In an attempt to tackle violations, Qatar’s supreme committee has been auditing hotel working conditions and an online platform for worker complaints was launched last year.

Yet rights groups say audits often don’t detect serious abuse as they only provide a snapshot of the situation and rely on input from workers. Women are also reluctant to report issues as sensitive as harassment. “Are you really going to disclose a violation against your body to a complete stranger during a corporate audit?” says Archer. “It’s just a very unlikely scenario.”

Men work outside on a concrete floor in front of a soccer stadium.
Labourers work near the Al-Thumama Stadium in Doha on November 8, 2022, ahead of the Qatar 2022 FIFA World Cup football tournament.(Photo by KIRILL KUDRYAVTSEV/AFP via Getty Images)

The Qatari government has said it will intensify labor inspections during the tournament, including extra health and safety checks. 

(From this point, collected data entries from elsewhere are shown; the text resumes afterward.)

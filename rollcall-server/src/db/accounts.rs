//! Student and teacher accounts

use chrono::NaiveDateTime;
use rollcall_common::db::{Student, StudentRow, Teacher, TeacherRow};
use rollcall_common::{Error, Result};
use sqlx::SqlitePool;
use tracing::info;
use uuid::Uuid;

use super::{fold_case, unique_violation};

pub const DUPLICATE_EMAIL: &str = "An account with this email already exists";
pub const DUPLICATE_ROLL_NUMBER: &str = "This roll number is already registered";
pub const DUPLICATE_EMPLOYEE_ID: &str = "This Employee ID is already registered";

const STUDENT_COLUMNS: &str = "id, name, email, password_hash, student_code, roll_number, course, year, face_descriptor, created_at";
const TEACHER_COLUMNS: &str = "id, name, email, password_hash, department, employee_id, created_at";

/// Registration data after normalization
#[derive(Debug, Clone)]
pub struct NewStudent {
    pub name: String,
    pub email: String,
    pub password_hash: String,
    pub roll_number: String,
    pub year: String,
}

impl NewStudent {
    /// `STU-` followed by the roll number without whitespace
    pub fn student_code(&self) -> String {
        let compact: String = self.roll_number.split_whitespace().collect();
        format!("STU-{}", compact.to_uppercase())
    }
}

#[derive(Debug, Clone)]
pub struct NewTeacher {
    pub name: String,
    pub email: String,
    pub password_hash: String,
    pub department: String,
    pub employee_id: String,
}

// ========================================
// Students
// ========================================

pub async fn insert_student(pool: &SqlitePool, new: &NewStudent, now: NaiveDateTime) -> Result<Student> {
    if find_student_by_email(pool, &new.email).await?.is_some() {
        return Err(Error::Conflict(DUPLICATE_EMAIL.to_string()));
    }
    let roll_taken: i64 = sqlx::query_scalar("SELECT COUNT(*) FROM students WHERE roll_number = ?")
        .bind(&new.roll_number)
        .fetch_one(pool)
        .await?;
    if roll_taken > 0 {
        return Err(Error::Conflict(DUPLICATE_ROLL_NUMBER.to_string()));
    }

    let id = Uuid::new_v4();
    let result = sqlx::query(
        r#"
        INSERT INTO students (id, name, email, password_hash, student_code, roll_number, course, year, created_at,
                              name_folded, roll_number_folded)
        VALUES (?, ?, ?, ?, ?, ?, 'N/A', ?, ?, ?, ?)
        "#,
    )
    .bind(id.to_string())
    .bind(&new.name)
    .bind(&new.email)
    .bind(&new.password_hash)
    .bind(new.student_code())
    .bind(&new.roll_number)
    .bind(&new.year)
    .bind(now)
    .bind(fold_case(&new.name))
    .bind(fold_case(&new.roll_number))
    .execute(pool)
    .await;

    // A concurrent registration can still win the race past the checks above
    if let Err(e) = &result {
        if let Some(msg) = unique_violation(e) {
            let taken = if msg.contains("email") { DUPLICATE_EMAIL } else { DUPLICATE_ROLL_NUMBER };
            return Err(Error::Conflict(taken.to_string()));
        }
    }
    result?;

    info!("Registered student {} ({})", new.roll_number, id);
    find_student(pool, id)
        .await?
        .ok_or_else(|| Error::Internal("Student vanished after insert".to_string()))
}

pub async fn find_student(pool: &SqlitePool, id: Uuid) -> Result<Option<Student>> {
    let row: Option<StudentRow> = sqlx::query_as(&format!("SELECT {} FROM students WHERE id = ?", STUDENT_COLUMNS))
        .bind(id.to_string())
        .fetch_optional(pool)
        .await?;
    row.map(Student::try_from).transpose()
}

pub async fn find_student_by_email(pool: &SqlitePool, email: &str) -> Result<Option<Student>> {
    let row: Option<StudentRow> = sqlx::query_as(&format!("SELECT {} FROM students WHERE email = ?", STUDENT_COLUMNS))
        .bind(email)
        .fetch_optional(pool)
        .await?;
    row.map(Student::try_from).transpose()
}

/// Replace the stored face descriptor; false when the student is gone
pub async fn set_face_descriptor(pool: &SqlitePool, id: Uuid, descriptor: &[f64]) -> Result<bool> {
    let json = serde_json::to_string(descriptor)
        .map_err(|e| Error::Internal(format!("Descriptor encoding failed: {}", e)))?;
    let updated = sqlx::query("UPDATE students SET face_descriptor = ? WHERE id = ?")
        .bind(json)
        .bind(id.to_string())
        .execute(pool)
        .await?
        .rows_affected();
    Ok(updated > 0)
}

/// Registered student names in alphabetical order
pub async fn roster(pool: &SqlitePool) -> Result<Vec<String>> {
    let names: Vec<String> = sqlx::query_scalar("SELECT name FROM students ORDER BY name COLLATE NOCASE, name")
        .fetch_all(pool)
        .await?;
    Ok(names)
}

pub async fn count_students(pool: &SqlitePool) -> Result<i64> {
    let count: i64 = sqlx::query_scalar("SELECT COUNT(*) FROM students")
        .fetch_one(pool)
        .await?;
    Ok(count)
}

// ========================================
// Teachers
// ========================================

pub async fn insert_teacher(pool: &SqlitePool, new: &NewTeacher, now: NaiveDateTime) -> Result<Teacher> {
    if find_teacher_by_email(pool, &new.email).await?.is_some() {
        return Err(Error::Conflict(DUPLICATE_EMAIL.to_string()));
    }
    let id_taken: i64 = sqlx::query_scalar("SELECT COUNT(*) FROM teachers WHERE employee_id = ?")
        .bind(&new.employee_id)
        .fetch_one(pool)
        .await?;
    if id_taken > 0 {
        return Err(Error::Conflict(DUPLICATE_EMPLOYEE_ID.to_string()));
    }

    let id = Uuid::new_v4();
    let result = sqlx::query(
        r#"
        INSERT INTO teachers (id, name, email, password_hash, department, employee_id, created_at)
        VALUES (?, ?, ?, ?, ?, ?, ?)
        "#,
    )
    .bind(id.to_string())
    .bind(&new.name)
    .bind(&new.email)
    .bind(&new.password_hash)
    .bind(&new.department)
    .bind(&new.employee_id)
    .bind(now)
    .execute(pool)
    .await;

    if let Err(e) = &result {
        if let Some(msg) = unique_violation(e) {
            let taken = if msg.contains("email") { DUPLICATE_EMAIL } else { DUPLICATE_EMPLOYEE_ID };
            return Err(Error::Conflict(taken.to_string()));
        }
    }
    result?;

    info!("Registered teacher {} ({})", new.employee_id, id);
    find_teacher(pool, id)
        .await?
        .ok_or_else(|| Error::Internal("Teacher vanished after insert".to_string()))
}

pub async fn find_teacher(pool: &SqlitePool, id: Uuid) -> Result<Option<Teacher>> {
    let row: Option<TeacherRow> = sqlx::query_as(&format!("SELECT {} FROM teachers WHERE id = ?", TEACHER_COLUMNS))
        .bind(id.to_string())
        .fetch_optional(pool)
        .await?;
    row.map(Teacher::try_from).transpose()
}

pub async fn find_teacher_by_email(pool: &SqlitePool, email: &str) -> Result<Option<Teacher>> {
    let row: Option<TeacherRow> = sqlx::query_as(&format!("SELECT {} FROM teachers WHERE email = ?", TEACHER_COLUMNS))
        .bind(email)
        .fetch_optional(pool)
        .await?;
    row.map(Teacher::try_from).transpose()
}

pub async fn update_teacher_password(pool: &SqlitePool, id: Uuid, password_hash: &str) -> Result<()> {
    sqlx::query("UPDATE teachers SET password_hash = ? WHERE id = ?")
        .bind(password_hash)
        .bind(id.to_string())
        .execute(pool)
        .await?;
    Ok(())
}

Mustafa Qadri, the executive director of Equidem, believes the increased scrutiny over the next month will ensure a degree of protection for workers. Yet fundamental structural problems such as migrant workers being unable to organize and their lack of freedoms won’t have been adequately addressed once the world’s attention moves on, he says.

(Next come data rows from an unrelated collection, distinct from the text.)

//! Attendance slot resolution
//!
//! Maps a local wall-clock time to the named session it falls in. Windows are
//! expressed in minutes since midnight and both bounds are inclusive.

use chrono::{NaiveTime, Timelike};
use serde::{Deserialize, Serialize};
use std::fmt;
use std::str::FromStr;

use crate::{Error, Result};

/// Last minute of the day (23:59)
pub const LAST_MINUTE: u16 = 1439;

/// Named attendance session within a calendar day
#[derive(Debug, Clone, Copy, PartialEq, Eq, Hash, Serialize, Deserialize)]
#[serde(rename_all = "lowercase")]
pub enum Slot {
    Morning,
    Evening,
}

impl Slot {
    pub fn as_str(&self) -> &'static str {
        match self {
            Slot::Morning => "morning",
            Slot::Evening => "evening",
        }
    }
}

impl fmt::Display for Slot {
    fn fmt(&self, f: &mut fmt::Formatter<'_>) -> fmt::Result {
        f.write_str(self.as_str())
    }
}

impl FromStr for Slot {
    type Err = Error;

    fn from_str(s: &str) -> Result<Self> {
        match s {
            "morning" => Ok(Slot::Morning),
            "evening" => Ok(Slot::Evening),
            other => Err(Error::Validation(format!("Unknown slot '{}'", other))),
        }
    }
}

/// Morning and evening windows in minutes since midnight
#[derive(Debug, Clone, Copy, PartialEq, Eq, Serialize, Deserialize)]
#[serde(default)]
pub struct SlotWindows {
    #[serde(alias = "morningStart")]
    pub morning_start: u16,
    #[serde(alias = "morningEnd")]
    pub morning_end: u16,
    #[serde(alias = "eveningStart")]
    pub evening_start: u16,
    #[serde(alias = "eveningEnd")]
    pub evening_end: u16,
}

impl Default for SlotWindows {
    /// 08:30-09:30 and 14:30-15:00
    fn default() -> Self {
        Self {
            morning_start: 8 * 60 + 30,
            morning_end: 9 * 60 + 30,
            evening_start: 14 * 60 + 30,
            evening_end: 15 * 60,
        }
    }
}

impl SlotWindows {
    /// Build windows, rejecting bounds outside [0, 1439] or inverted windows
    pub fn new(morning_start: u16, morning_end: u16, evening_start: u16, evening_end: u16) -> Result<Self> {
        let windows = Self {
            morning_start,
            morning_end,
            evening_start,
            evening_end,
        };
        windows.validate()?;
        Ok(windows)
    }

    pub fn validate(&self) -> Result<()> {
        let bounds = [
            ("morning_start", self.morning_start),
            ("morning_end", self.morning_end),
            ("evening_start", self.evening_start),
            ("evening_end", self.evening_end),
        ];
        for (name, value) in bounds {
            if value > LAST_MINUTE {
                return Err(Error::Config(format!(
                    "{} must be within 0..={} minutes, got {}",
                    name, LAST_MINUTE, value
                )));
            }
        }
        if self.morning_start > self.morning_end {
            return Err(Error::Config("morning_start is after morning_end".to_string()));
        }
        if self.evening_start > self.evening_end {
            return Err(Error::Config("evening_start is after evening_end".to_string()));
        }
        Ok(())
    }

    /// Resolve a minutes-since-midnight value; morning wins if windows overlap
    pub fn resolve_minutes(&self, minutes: u16) -> Option<Slot> {
        if (self.morning_start..=self.morning_end).contains(&minutes) {
            return Some(Slot::Morning);
        }
        if (self.evening_start..=self.evening_end).contains(&minutes) {
            return Some(Slot::Evening);
        }
        None
    }

    /// Resolve a wall-clock time; seconds are ignored
    pub fn resolve(&self, time: NaiveTime) -> Option<Slot> {
        self.resolve_minutes(minutes_since_midnight(time))
    }

    /// Human-readable description of both windows
    pub fn describe(&self) -> String {
        format!(
            "{}-{} (morning) or {}-{} (evening)",
            format_minutes(self.morning_start),
            format_minutes(self.morning_end),
            format_minutes(self.evening_start),
            format_minutes(self.evening_end)
        )
    }
}

pub fn minutes_since_midnight(time: NaiveTime) -> u16 {
    (time.hour() * 60 + time.minute()) as u16
}

fn format_minutes(minutes: u16) -> String {
    format!("{:02}:{:02}", minutes / 60, minutes % 60)
}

Hotels are not creating an environment for workers to speak up, says Archer. Risk assessments need to be conducted in order to understand who their female migrant workers are and what might make them more susceptible to gender-based violence, she says. Management needs to be trained to spot signs of harassment and to communicate effectively with the entire workforce, particularly subcontracted female employees, who are often at higher risk. Hotels also need to be clear on the reporting process and next steps in terms of safeguarding as well as psychosocial and medical support.

There are reports that restrictions on consensual sex and women’s access to reproductive services may be relaxed during the World Cup. Should this happen, says Begum, the Qatari authorities need to ensure it applies to all women, not just fans, inform all women about the changes and ensure they continue beyond the tournament.

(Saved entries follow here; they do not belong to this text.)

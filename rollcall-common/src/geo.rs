//! Campus geofence
//!
//! Great-circle distance via the Haversine formula and a circular
//! allowed-region test around a fixed campus centre.

use serde::{Deserialize, Serialize};
use tracing::debug;

/// Mean Earth radius used for all distance calculations
pub const EARTH_RADIUS_KM: f64 = 6371.0;

/// A point on the Earth's surface in decimal degrees
///
/// Both components are finite; construct through [`Coordinate::new`] when the
/// values come from outside.
#[derive(Debug, Clone, Copy, PartialEq, Serialize, Deserialize)]
pub struct Coordinate {
    pub latitude: f64,
    pub longitude: f64,
}

impl Coordinate {
    /// Returns None unless both components are finite
    pub fn new(latitude: f64, longitude: f64) -> Option<Self> {
        if latitude.is_finite() && longitude.is_finite() {
            Some(Self { latitude, longitude })
        } else {
            None
        }
    }

    /// "lat, lon" rounded to five decimal places
    pub fn to_address(&self) -> String {
        format!("{:.5}, {:.5}", self.latitude, self.longitude)
    }
}

/// Great-circle distance between two coordinates in kilometres
///
/// Symmetric, zero for coincident points, and finite for antipodal points.
pub fn haversine_km(a: &Coordinate, b: &Coordinate) -> f64 {
    let d_lat = (b.latitude - a.latitude).to_radians();
    let d_lon = (b.longitude - a.longitude).to_radians();
    let lat1 = a.latitude.to_radians();
    let lat2 = b.latitude.to_radians();

    let h = (d_lat / 2.0).sin().powi(2) + lat1.cos() * lat2.cos() * (d_lon / 2.0).sin().powi(2);
    // Rounding can push h a hair outside [0, 1] near antipodes
    let h = h.clamp(0.0, 1.0);
    let c = 2.0 * h.sqrt().atan2((1.0 - h).sqrt());

    EARTH_RADIUS_KM * c
}

/// True iff `point` lies within `radius_km` of `center`
pub fn is_within_campus(point: &Coordinate, center: &Coordinate, radius_km: f64) -> bool {
    haversine_km(point, center) <= radius_km
}

/// Circular allowed region
#[derive(Debug, Clone, Copy, PartialEq)]
pub struct GeoFence {
    pub center: Coordinate,
    pub radius_km: f64,
}

impl GeoFence {
    pub fn new(center: Coordinate, radius_km: f64) -> Self {
        Self { center, radius_km }
    }

    /// Distance from the fence centre in kilometres
    pub fn distance_km(&self, point: &Coordinate) -> f64 {
        haversine_km(point, &self.center)
    }

    /// Evaluate a point against the fence, returning the verdict and distance
    pub fn evaluate(&self, point: &Coordinate) -> (bool, f64) {
        let distance = self.distance_km(point);
        let inside = distance <= self.radius_km;
        debug!(
            "Geofence check: {:.3} km from campus (max {} km) -> {}",
            distance, self.radius_km, inside
        );
        (inside, distance)
    }

    pub fn contains(&self, point: &Coordinate) -> bool {
        self.evaluate(point).0
    }
}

In response to the claims, Fifa said it was steadfast in its commitment to ensuring respect for internationally recognised human rights, takes allegations of misconduct seriously, and has a number of reporting mechanisms in place for anyone wishing to make a complaint, including a workers’ welfare hotline. It added that it was implementing an “unprecedented due diligence process in relation to the protection of workers involved in the FIFA World Cup Qatar 2022, in line with FIFA’s responsibility under the UN Guiding Principles on Business and Human Rights.”

The guest is always right

A Qatari official said anyone who came forward with a complaint would be supported and their complaint fully investigated: “Qatari law prioritizes the safety and wellbeing of all women. Assault is criminalized under the penal code, and access to justice is a guaranteed right for everyone through the Qatari court system. Female foreign residents play an important role in Qatar’s economy and society, and we do not tolerate any infringement to the fundamental human rights of women or anyone in our country.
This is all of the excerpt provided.